Previous clinical trials have demonstrated the efficacy and safety of prophylactic micafungin for hematologic malignancies. For example, Van Burik, et al. reported that the overall efficacy of micafungin was superior to that of fluconazole after HSCT (treatment success rate: 80% for micafungin vs. 73.5% for fluconazole; P = 0.03) [19]. A previous Korean study reported superior cost-effective outcomes with prophylactic micafungin compared with prophylactic fluconazole during HSCT (total cost difference: 95,511,000 Korean Won per 100 patients) [26]. In addition, a multicenter, randomized, phase III trial also found that micafungin was as effective as itraconazole in the prevention of invasive fungal infections in patients undergoing HSCT (treatment success rate: 92.6% for micafungin vs. 94.6% for itraconazole; P = 0.48) and was also better tolerated (drug-related adverse events: 11% for micafungin vs. 39% for itraconazole; P < 0.001) [27]. Finally, a meta-analysis of randomized controlled trials showed significantly higher success rates for micafungin compared with triazole (fluconazole, voriconazole and itraconazole) in patients undergoing intensive chemotherapy or HSCT (relative risk [RR] = 1.15) and fewer severe adverse events (RR = 0.45; P = 0.0105) [28].

The results of our study indicate that micafungin may be a useful prophylactic antifungal agent in patients with acute leukemia during induction chemotherapy.
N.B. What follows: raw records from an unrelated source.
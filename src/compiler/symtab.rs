//! Local symbol-table construction.
//!
//! Every distinct string literal and unresolved global name is interned
//! once; nested function definitions get one entry each. The table is
//! serialised after the executable region in insertion order, which is the
//! order LDSYM's 16-bit operand indexes at run time.

use crate::compiler::emit::CodeBuf;
use crate::consts::MAX_SYMBOLS;

use sable_asm::{encode_str, SymbolId, SymbolTag, Word};

use hashbrown::HashMap;

use std::rc::Rc;

#[derive(Debug)]
enum Entry {
    Str(Rc<str>),
    Stub(Rc<str>),
    Func { name: Rc<str>, entry: usize },
}

/// Interning builder for one translation unit's symbol table.
#[derive(Debug, Default)]
pub(crate) struct SymtabBuilder {
    entries: Vec<Entry>,
    strings: HashMap<Rc<str>, SymbolId>,
    stubs: HashMap<Rc<str>, SymbolId>,
}

impl SymtabBuilder {
    /// Number of entries so far.
    pub fn len(&self) -> usize {
        self.entries.len()
    }

    fn push(&mut self, entry: Entry) -> Option<SymbolId> {
        if self.entries.len() >= MAX_SYMBOLS {
            return None;
        }

        let id = self.entries.len() as SymbolId;
        self.entries.push(entry);
        Some(id)
    }

    /// Intern a string constant; repeated literals share one slot.
    pub fn string(&mut self, s: &Rc<str>) -> Option<SymbolId> {
        if let Some(&id) = self.strings.get(s) {
            return Some(id);
        }

        let id = self.push(Entry::Str(s.clone()))?;
        self.strings.insert(s.clone(), id);
        Some(id)
    }

    /// Intern an unresolved global reference; repeated names share one
    /// slot, so LDSYM memoisation covers every use site.
    pub fn stub(&mut self, name: &Rc<str>) -> Option<SymbolId> {
        if let Some(&id) = self.stubs.get(name) {
            return Some(id);
        }

        let id = self.push(Entry::Stub(name.clone()))?;
        self.stubs.insert(name.clone(), id);
        Some(id)
    }

    /// Record a function defined at word offset `entry`. One slot per
    /// definition site.
    pub fn function(&mut self, name: Rc<str>, entry: usize) -> Option<SymbolId> {
        self.push(Entry::Func { name, entry })
    }

    /// Serialise all entries after the executable region.
    pub fn write(&self, code: &mut CodeBuf) {
        for entry in &self.entries {
            match entry {
                Entry::Str(s) => {
                    code.word((SymbolTag::String as Word) | ((s.len() as Word) << 8));
                    for word in encode_str(s) {
                        code.word(word);
                    }
                }
                Entry::Stub(name) => {
                    code.word((SymbolTag::Stub as Word) | ((name.len() as Word) << 8));
                    for word in encode_str(name) {
                        code.word(word);
                    }
                }
                Entry::Func { name, entry } => {
                    code.word(SymbolTag::Function as Word);
                    code.word(*entry as Word);
                    code.word(name.len() as Word);
                    for word in encode_str(name) {
                        code.word(word);
                    }
                }
            }
        }
    }
}

#[cfg(test)]
mod tests {
    use super::*;

    #[test]
    fn strings_and_stubs_are_deduplicated() {
        let mut symtab = SymtabBuilder::default();
        let a: Rc<str> = Rc::from("hello");

        assert_eq!(symtab.string(&a), Some(0));
        assert_eq!(symtab.string(&Rc::from("hello")), Some(0));
        assert_eq!(symtab.stub(&Rc::from("print")), Some(1));
        assert_eq!(symtab.stub(&Rc::from("print")), Some(1));
        assert_eq!(symtab.len(), 2);
    }

    #[test]
    fn function_entries_are_not_deduplicated() {
        let mut symtab = SymtabBuilder::default();

        assert_eq!(symtab.function(Rc::from("f"), 10), Some(0));
        assert_eq!(symtab.function(Rc::from("f"), 20), Some(1));
    }
}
In patients with AML, prophylactic micafungin was not inferior to posaconazole with regard to efficacy or safety. In addition, the adverse events of micafungin were tolerable.

Moreover, micafungin has several advantages as a prophylactic antifungal agent. Because it is administered intravenously, micafungin is useful for patients undergoing intensive chemotherapy, which causes side effects that interfere with oral intake (e.g., severe oral mucositis or nausea/vomiting). Micafungin also has a low rate of drug-drug interactions compared with posaconazole, which inhibits cytochrome P450 enzymes [15, 29] and could therefore interact with drugs such as histamine H2 receptor antagonists, proton pump inhibitors, and calcium channel blockers. Especially, micafungin could overcome the severe neurotoxicity which could increase through interaction between antifungal azole and vincristine (one of the important drug in ALL) [30]. Furthermore, plasma levels of posaconazole must be monitored to determine bioavailability, which is affected by diet, mucositis, genetic polymorphisms, gastrointestinal pH, as well as other drugs [12,13,14,15]. In contrast, micafungin has a wide safety range, and plasma levels of micafungin do not correlate with degree of hepatic or renal dysfunction [31].

Micafungin use is limited by its lack of activity against certain species of fungus including Cryptococcus, Coccidioides, Zygomycetes, and Scedosporium species [32]. Although the rates of fusariosis and zygomycosis infections have recently increased because of the extensive use of antifungal prophylaxis, most fungal infections in acute leukemia patients are still caused by Aspergillus species (55–58%) and Candida species (26–40%) [32,33,34], which can be successfully treated with micafungin. In addition, safety is also an important concern when selecting a prophylactic antifungal agent. For example, a prospective, randomized study comparing fluconazole with the broad-spectrum antifungal agent amphotericin B for antifungal prophylaxis found an increased risk of nephrotoxicity amphotericin B but no increase in efficacy [35]. Therefore, not only the efficacy but also the safety should be considered when selecting a prophylactic antifungal agent.

Limitations of our study include its small sample size and the single-arm study design. The observational study of posaconazole used for comparison also had a small sample size; therefore, large-scale studies are needed to confirm our results. Nevertheless, we believe this study could be helpful for the selection of antifungal agents in patient with acute leukemia treated with first-line induction chemotherapy.

Conclusions

In conclusion, our study demonstrates that prophylactic micafungin is safe and effective in patients with acute leukemia undergoing induction chemotherapy. In patients with AML, the effectiveness and tolerability of micafungin is similar to those of posaconazole.